Tabs and all are HTML)
•	Tutorial sites with instructions around the live frame


Posted from: 129.78.32.22
User agent: Mozilla/5.0 (Windows NT 6.1; WOW64) AppleWebKit/535.1 (KHTML, like Gecko) Chrome/14.0.825.0 Safari/535.1
Comment 1 Aryeh Gregor 2011-07-25 20:45:53 UTC
I think this would have a hard time meeting security review.  Clickjacking would still be possible here as long as the site can add or remove the iframe.  Suppose it lures the user into clicking in some consistent pattern, like in a game that involves trying to click in particular places at particular times.  Then when you can predict the user is about to click, briefly replace the game with the iframe, quickly enough so they don't notice in time to stop clicking.

Opening a new window doesn't have this issue because once you open it, you can't control its position or whether it's focused.  If the user clicks on your page, you can't reliably transfer the click to the new window no matter what.  Nothing that's inside the page content will be secure.  Yes, this is a disadvantage of web apps compared to desktop apps, but such disadvantages are necessary, since web apps run without the user's knowledge or consent.

CC'ing some implementers to get confirmation on whether this is an unacceptable security problem given the benefit.
Comment 2 Adam Barth 2011-07-25 20:59:31 UTC
We've been kicking around some ideas for addressing some of these use cases, but we've been approaching the problem as giving web pages a way to create a "lightbox"-like UI using something that's really a popup window under the covers.  The idea being that popup windows are always rendered "on top" and they're not subject to interference by the page that creates them.  The limitation is that they're ugly and difficult for users to manage.  In some sense, you could address these use cases with a chromeless popup window that was constrained to the parent web page, much like alert dialogs are in recent versions of Firefox.

Anyway, we haven't got much past the "hallway discussion" phase, but I think there's some potential for addressing these use cases.  Of course, we'd have to do it carefully because these are tricky security issues.
Comment 3 Stephen von Takach 2011-07-26 05:51:22 UTC
A pop-up windows position can be controlled from JavaScript and most browsers give it focus instantly too.

I thought about the idea of rendering the iframe as always on top too. However this would limit animation (a rotating cube for instance) and other cool effects.

What may be a good compromise is that the iframe would have to be focused before clicks are sent to it (like a pop-up window), a focused iframe is always on top and any clicks sent to the iframe are not registered on the outer page.
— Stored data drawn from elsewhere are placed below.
//! Position index built while analyzing a project.
//!
//! Every query is a linear scan over one file's entries. When several
//! indexed nodes contain the queried point, the innermost one wins.

use std::collections::HashMap;
use std::path::{Path, PathBuf};

use serde_json::json;

use crate::ast::{AssignmentOperator, Ast, Location, NodeId, NodeKind};
use crate::catalog::Callee;
use crate::diagnostics::Diagnostics;

/// Indexed nodes of a single build file, in visiting order.
#[derive(Debug, Default, Clone)]
pub struct FileMetadata {
    pub identifiers: Vec<NodeId>,
    pub string_literals: Vec<NodeId>,
    pub function_calls: Vec<NodeId>,
    pub method_calls: Vec<NodeId>,
    pub subscripts: Vec<NodeId>,
    pub kwargs: Vec<(NodeId, Callee)>,
    pub inclusions: Vec<NodeId>,
    pub diagnostics: Diagnostics,
}

#[derive(Debug, Default, Clone)]
pub struct Metadata {
    files: HashMap<PathBuf, FileMetadata>,
    order: Vec<PathBuf>,
}

impl Metadata {
    pub fn new() -> Self {
        Self::default()
    }

    /// Entry for `path`, created on first use.
    pub fn file_mut(&mut self, path: &Path) -> &mut FileMetadata {
        if !self.files.contains_key(path) {
            self.order.push(path.to_path_buf());
        }
        self.files.entry(path.to_path_buf()).or_default()
    }

    pub fn file(&self, path: &Path) -> Option<&FileMetadata> {
        self.files.get(path)
    }

    /// Files in the order they were first indexed.
    pub fn files(&self) -> impl Iterator<Item = (&Path, &FileMetadata)> {
        self.order
            .iter()
            .filter_map(|path| self.files.get(path).map(|file| (path.as_path(), file)))
    }

    pub fn diagnostics_for(&self, path: &Path) -> Option<&Diagnostics> {
        self.files.get(path).map(|file| &file.diagnostics)
    }

    pub fn has_errors(&self) -> bool {
        self.files.values().any(|file| file.diagnostics.has_errors())
    }

    /// Every file's diagnostics as JSON, paths shown relative to `base`
    /// when they lie below it.
    pub fn diagnostics_json(&self, base: &Path) -> serde_json::Value {
        let files: Vec<serde_json::Value> = self
            .files()
            .filter(|(_, file)| !file.diagnostics.is_empty())
            .map(|(path, file)| {
                let shown = path.strip_prefix(base).unwrap_or(path);
                json!({
                    "path": shown.display().to_string(),
                    "diagnostics": file.diagnostics,
                })
            })
            .collect();
        json!({ "files": files })
    }

    pub fn find_identifier_at(
        &self,
        ast: &Ast,
        path: &Path,
        line: usize,
        column: usize,
    ) -> Option<NodeId> {
        let file = self.files.get(path)?;
        innermost(file.identifiers.iter().copied(), |id| ast.location(id), line, column)
    }

    pub fn find_string_literal_at(
        &self,
        ast: &Ast,
        path: &Path,
        line: usize,
        column: usize,
    ) -> Option<NodeId> {
        let file = self.files.get(path)?;
        innermost(file.string_literals.iter().copied(), |id| ast.location(id), line, column)
    }

    /// Function call whose callee name contains the point.
    pub fn find_function_call_at(
        &self,
        ast: &Ast,
        path: &Path,
        line: usize,
        column: usize,
    ) -> Option<NodeId> {
        let file = self.files.get(path)?;
        innermost(file.function_calls.iter().copied(), |id| callee_location(ast, id), line, column)
    }

    /// Function call whose whole span contains the point.
    pub fn find_full_function_call_at(
        &self,
        ast: &Ast,
        path: &Path,
        line: usize,
        column: usize,
    ) -> Option<NodeId> {
        let file = self.files.get(path)?;
        innermost(file.function_calls.iter().copied(), |id| ast.location(id), line, column)
    }

    /// Method call whose method name contains the point.
    pub fn find_method_call_at(
        &self,
        ast: &Ast,
        path: &Path,
        line: usize,
        column: usize,
    ) -> Option<NodeId> {
        let file = self.files.get(path)?;
        innermost(file.method_calls.iter().copied(), |id| callee_location(ast, id), line, column)
    }

    pub fn find_full_method_call_at(
        &self,
        ast: &Ast,
        path: &Path,
        line: usize,
        column: usize,
    ) -> Option<NodeId> {
        let file = self.files.get(path)?;
        innermost(file.method_calls.iter().copied(), |id| ast.location(id), line, column)
    }

    pub fn find_subscript_at(
        &self,
        ast: &Ast,
        path: &Path,
        line: usize,
        column: usize,
    ) -> Option<NodeId> {
        let file = self.files.get(path)?;
        innermost(file.subscripts.iter().copied(), |id| ast.location(id), line, column)
    }

    /// Keyword argument at the point together with the callable it is
    /// passed to.
    pub fn find_kwarg_at(
        &self,
        ast: &Ast,
        path: &Path,
        line: usize,
        column: usize,
    ) -> Option<(NodeId, Callee)> {
        let file = self.files.get(path)?;
        let item = innermost(
            file.kwargs.iter().map(|(item, _)| *item),
            |id| ast.location(id),
            line,
            column,
        )?;
        file.kwargs.iter().copied().find(|(candidate, _)| *candidate == item)
    }

    pub fn find_inclusion_at(
        &self,
        ast: &Ast,
        path: &Path,
        line: usize,
        column: usize,
    ) -> Option<NodeId> {
        let file = self.files.get(path)?;
        innermost(file.inclusions.iter().copied(), |id| ast.location(id), line, column)
    }

    /// Where `name` is first assigned with a plain `=`.
    pub fn find_declaration_of(&self, ast: &Ast, name: &str) -> Option<(&Path, Location)> {
        self.identifiers_named(ast, name)
            .into_iter()
            .find(|(_, id)| is_declaration(ast, *id))
            .map(|(path, id)| (path, ast.location(id)))
    }

    /// Every indexed occurrence of the identifier `name`.
    pub fn identifiers_named(&self, ast: &Ast, name: &str) -> Vec<(&Path, NodeId)> {
        self.files()
            .flat_map(|(path, file)| {
                file.identifiers
                    .iter()
                    .copied()
                    .filter(|id| ast.identifier_name(*id) == Some(name))
                    .map(move |id| (path, id))
            })
            .collect()
    }
}

fn is_declaration(ast: &Ast, id: NodeId) -> bool {
    let Some(parent) = ast.parent(id) else {
        return false;
    };
    matches!(
        ast.kind(parent),
        NodeKind::Assignment { lhs, op: AssignmentOperator::Equals, .. } if *lhs == id
    )
}

fn callee_location(ast: &Ast, call: NodeId) -> Location {
    match ast.kind(call) {
        NodeKind::FunctionCall { id, .. }
        | NodeKind::SubdirCall { id, .. }
        | NodeKind::MultiSubdirCall { id, .. }
        | NodeKind::MethodCall { id, .. } => ast.location(*id),
        other => unreachable!("call index holds a non-call node: {other:?}"),
    }
}

/// Extent used to order nested matches: line count first, then columns.
fn extent(location: Location) -> (usize, usize) {
    let lines = location.end_line - location.start_line;
    if lines == 0 {
        (0, location.end_column.saturating_sub(location.start_column))
    } else {
        (lines, location.end_column)
    }
}

fn innermost(
    candidates: impl Iterator<Item = NodeId>,
    location_of: impl Fn(NodeId) -> Location,
    line: usize,
    column: usize,
) -> Option<NodeId> {
    let mut best: Option<(NodeId, (usize, usize))> = None;
    for candidate in candidates {
        let location = location_of(candidate);
        if !location.contains(line, column) {
            continue;
        }
        let size = extent(location);
        if best.map_or(true, |(_, best_size)| size < best_size) {
            best = Some((candidate, size));
        }
    }
    best.map(|(id, _)| id)
}

#[cfg(test)]
mod tests {
    use super::*;

    #[test]
    fn innermost_match_wins() {
        let mut ast = Ast::new();
        let outer = ast.alloc(NodeKind::Break, Location::new(1, 0, 1, 20));
        let inner = ast.alloc(NodeKind::Continue, Location::new(1, 4, 1, 8));
        let found = innermost([outer, inner].into_iter(), |id| ast.location(id), 1, 5);
        assert_eq!(found, Some(inner));
        let found = innermost([outer, inner].into_iter(), |id| ast.location(id), 1, 12);
        assert_eq!(found, Some(outer));
    }

    #[test]
    fn json_report_uses_relative_paths() {
        let mut metadata = Metadata::new();
        let path = Path::new("/project/sub/meson.build");
        metadata
            .file_mut(path)
            .diagnostics
            .push_warning("Expected snake case", Location::new(0, 0, 0, 5));
        metadata.file_mut(Path::new("/project/meson.build"));

        let report = metadata.diagnostics_json(Path::new("/project"));
        let files = report["files"].as_array().expect("files array");
        assert_eq!(files.len(), 1, "clean files are left out");
        assert_eq!(files[0]["path"], "sub/meson.build");
        assert_eq!(files[0]["diagnostics"][0]["level"], "warning");
    }

    #[test]
    fn unknown_files_have_no_matches() {
        let ast = Ast::new();
        let metadata = Metadata::new();
        assert!(metadata
            .find_identifier_at(&ast, Path::new("/nope/meson.build"), 0, 0)
            .is_none());
    }
}
//! Command-line interface.

use crate::config::Config;
use crate::{BackupOptions, Error};
use clap::error::ErrorKind;
use clap::{CommandFactory, Parser};
use std::path::PathBuf;

/// Print every playlist of a YouTube channel, with links to all of its videos.
#[derive(Debug, Parser)]
#[command(name = "youtube-playlist-backup", version, about)]
pub struct Cli {
    /// ID of the channel to back up [default: `channel_id` from the config file]
    pub channel_id: Option<String>,

    /// Read settings from FILE instead of the default location
    #[arg(long, value_name = "FILE")]
    pub config: Option<PathBuf>,
}

impl Cli {
    /// The configuration file this invocation should use.
    pub fn config_path(&self) -> PathBuf {
        self.config.clone().unwrap_or_else(Config::default_path)
    }

    /// Combines the command line with the configuration file.
    ///
    /// A channel given on the command line takes precedence over the one in the file. An empty
    /// channel argument is rejected rather than treated as absent.
    pub fn resolve(self, config: Config) -> Result<BackupOptions, Error> {
        if self.channel_id.as_deref() == Some("") {
            return Err(Error::Usage("channel ID must not be empty".to_string()));
        }

        let channel_id = self
            .channel_id
            .or(config.channel_id)
            .ok_or_else(|| {
                Error::Usage(
                    "no channel given; pass a channel ID or set `channel_id` in the config file"
                        .to_string(),
                )
            })?;

        Ok(BackupOptions {
            channel_id,
            api_key: config.api_key,
        })
    }

    /// Reports an [`Error::Usage`] the way clap reports a missing argument: on stderr, with the
    /// usage line, and with exit code 2.
    pub fn usage_error(msg: impl std::fmt::Display) -> clap::Error {
        Cli::command().error(ErrorKind::MissingRequiredArgument, msg)
    }
}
Browsers could also enforce a minimum size before any content is rendered.

I personally can't see how these restrictions would be any more dangerous than a pop-up window.
Comment 4 Michael[tm] Smith 2011-08-04 05:17:14 UTC
mass-move component to LC1
Comment 5 Stephen von Takach 2011-08-16 07:19:11 UTC
What additional information do you need?

From my perspective the iframe sandbox doesn't go far enough if browsers are not ignoring X-Frame-Options on sandboxed content.
Browser developers should be confident that click-jacking is preventable when using a sandbox under certain conditions.

I believe, in this context, there is enough of a case for extending the functionality of the sandbox attribute.
Comment 6 Ian 'Hixie' Hickson 2011-12-02 17:13:53 UTC
Why can't you just use a popup?
Comment 7 Ian 'Hixie' Hickson 2011-12-02 17:14:59 UTC
EDITOR'S RESPONSE: This is an Editor's Response to your comment. If you are satisfied with this response, please change the state of this bug to CLOSED. If you have additional information and would like the editor to reconsider, please reopen this bug. If you would like to escalate the issue to the full HTML Working Group, please add the TrackerRequest keyword to this bug, and suggest title and text for the tracker issue; or you may create a tracker issue yourself, if you are able to do so. For more details, see this document:
   http://dev.w3.org/html5/decision-policy/decision-policy.html

Status: Rejected
Change Description: no spec change
Rationale: Seems like a rather narrow use case to add a feature with such security implications.